(DATASET CONTENT)

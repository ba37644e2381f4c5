//! Read-through cache for runtime settings.

use std::future::Future;
use std::sync::Arc;
use std::time::Duration;

use serde_json::Value;
use tracing::debug;

use clinic_core::result::AppResult;
use clinic_core::traits::cache::CacheProvider;

use crate::keys;

/// Settings cache with an explicit `get(key, ttl)` / `invalidate` contract.
///
/// It holds no settings itself; values live in the injected provider
/// under `clinic:setting:*` keys and are loaded on a miss.
#[derive(Debug, Clone)]
pub struct SettingsCache {
    cache: Arc<dyn CacheProvider>,
    default_ttl: Duration,
}

impl SettingsCache {
    /// Create a settings cache on top of `cache`.
    pub fn new(cache: Arc<dyn CacheProvider>, default_ttl: Duration) -> Self {
        Self { cache, default_ttl }
    }

    /// TTL used by [`Self::get_default`].
    pub fn default_ttl(&self) -> Duration {
        self.default_ttl
    }

    /// Return the cached value for `key`, or call `loader` and cache its
    /// result for `ttl`. Missing settings (`None`) are not cached.
    pub async fn get<F, Fut>(&self, key: &str, ttl: Duration, loader: F) -> AppResult<Option<Value>>
    where
        F: FnOnce() -> Fut,
        Fut: Future<Output = AppResult<Option<Value>>>,
    {
        let cache_key = keys::setting(key);

        if let Some(raw) = self.cache.get(&cache_key).await? {
            match serde_json::from_str(&raw) {
                Ok(value) => return Ok(Some(value)),
                Err(e) => debug!(key, error = %e, "Discarding unreadable cached setting"),
            }
        }

        let loaded = loader().await?;
        if let Some(value) = &loaded {
            self.cache
                .set(&cache_key, &serde_json::to_string(value)?, ttl)
                .await?;
        }
        Ok(loaded)
    }

    /// [`Self::get`] with the default TTL.
    pub async fn get_default<F, Fut>(&self, key: &str, loader: F) -> AppResult<Option<Value>>
    where
        F: FnOnce() -> Fut,
        Fut: Future<Output = AppResult<Option<Value>>>,
    {
        self.get(key, self.default_ttl, loader).await
    }

    /// Drop the cached value for `key`.
    pub async fn invalidate(&self, key: &str) -> AppResult<()> {
        debug!(key, "Invalidating cached setting");
        self.cache.delete(&keys::setting(key)).await
    }

    /// Drop every cached setting.
    pub async fn invalidate_all(&self) -> AppResult<u64> {
        self.cache.delete_prefix(&keys::settings_prefix()).await
    }
}

#[cfg(test)]
mod tests {
    use super::*;
    use crate::memory::MemoryCacheProvider;
    use std::sync::atomic::{AtomicUsize, Ordering};

    fn make_cache() -> SettingsCache {
        let provider = MemoryCacheProvider::with_capacity(100, Duration::from_secs(60));
        SettingsCache::new(Arc::new(provider), Duration::from_secs(60))
    }

    #[tokio::test]
    async fn test_loader_called_once_until_invalidated() {
        let cache = make_cache();
        let counter = AtomicUsize::new(0);
        let calls = &counter;
        let load = move || async move {
            calls.fetch_add(1, Ordering::SeqCst);
            Ok(Some(Value::Bool(true)))
        };

        assert_eq!(cache.get_default("a.b", load).await.unwrap(), Some(Value::Bool(true)));
        assert_eq!(cache.get_default("a.b", load).await.unwrap(), Some(Value::Bool(true)));
        assert_eq!(calls.load(Ordering::SeqCst), 1);

        cache.invalidate("a.b").await.unwrap();
        cache.get_default("a.b", load).await.unwrap();
        assert_eq!(calls.load(Ordering::SeqCst), 2);
    }

    #[tokio::test]
    async fn test_missing_values_are_not_cached() {
        let cache = make_cache();
        let counter = AtomicUsize::new(0);
        let calls = &counter;
        let load = move || async move {
            calls.fetch_add(1, Ordering::SeqCst);
            Ok(None)
        };

        assert_eq!(cache.get_default("missing", load).await.unwrap(), None);
        assert_eq!(cache.get_default("missing", load).await.unwrap(), None);
        assert_eq!(calls.load(Ordering::SeqCst), 2);
    }

    #[tokio::test]
    async fn test_ttl_expiry_reloads() {
        let cache = make_cache();
        let counter = AtomicUsize::new(0);
        let calls = &counter;
        let load = move || async move {
            calls.fetch_add(1, Ordering::SeqCst);
            Ok(Some(Value::from(3)))
        };

        cache.get("limit", Duration::from_millis(30), load).await.unwrap();
        std::thread::sleep(Duration::from_millis(80));
        cache.get("limit", Duration::from_millis(30), load).await.unwrap();
        assert_eq!(calls.load(Ordering::SeqCst), 2);
    }

    #[tokio::test]
    async fn test_invalidate_all() {
        let cache = make_cache();
        cache.get_default("x", || async { Ok(Some(Value::from(1))) }).await.unwrap();
        cache.get_default("y", || async { Ok(Some(Value::from(2))) }).await.unwrap();
        assert_eq!(cache.invalidate_all().await.unwrap(), 2);
    }
}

(End DATASET CONTENT)

> WORK TO COMPLETE
Output the listing verbatim through the "use clinic_core::result::AppResult;" line.

> SOLVED PROBLEM
repository ba37644e2381f4c5
//! Read-through cache for runtime settings.

use std::future::Future;
use std::sync::Arc;
use std::time::Duration;

use serde_json::Value;
use tracing::debug;

use clinic_core::result::AppResult;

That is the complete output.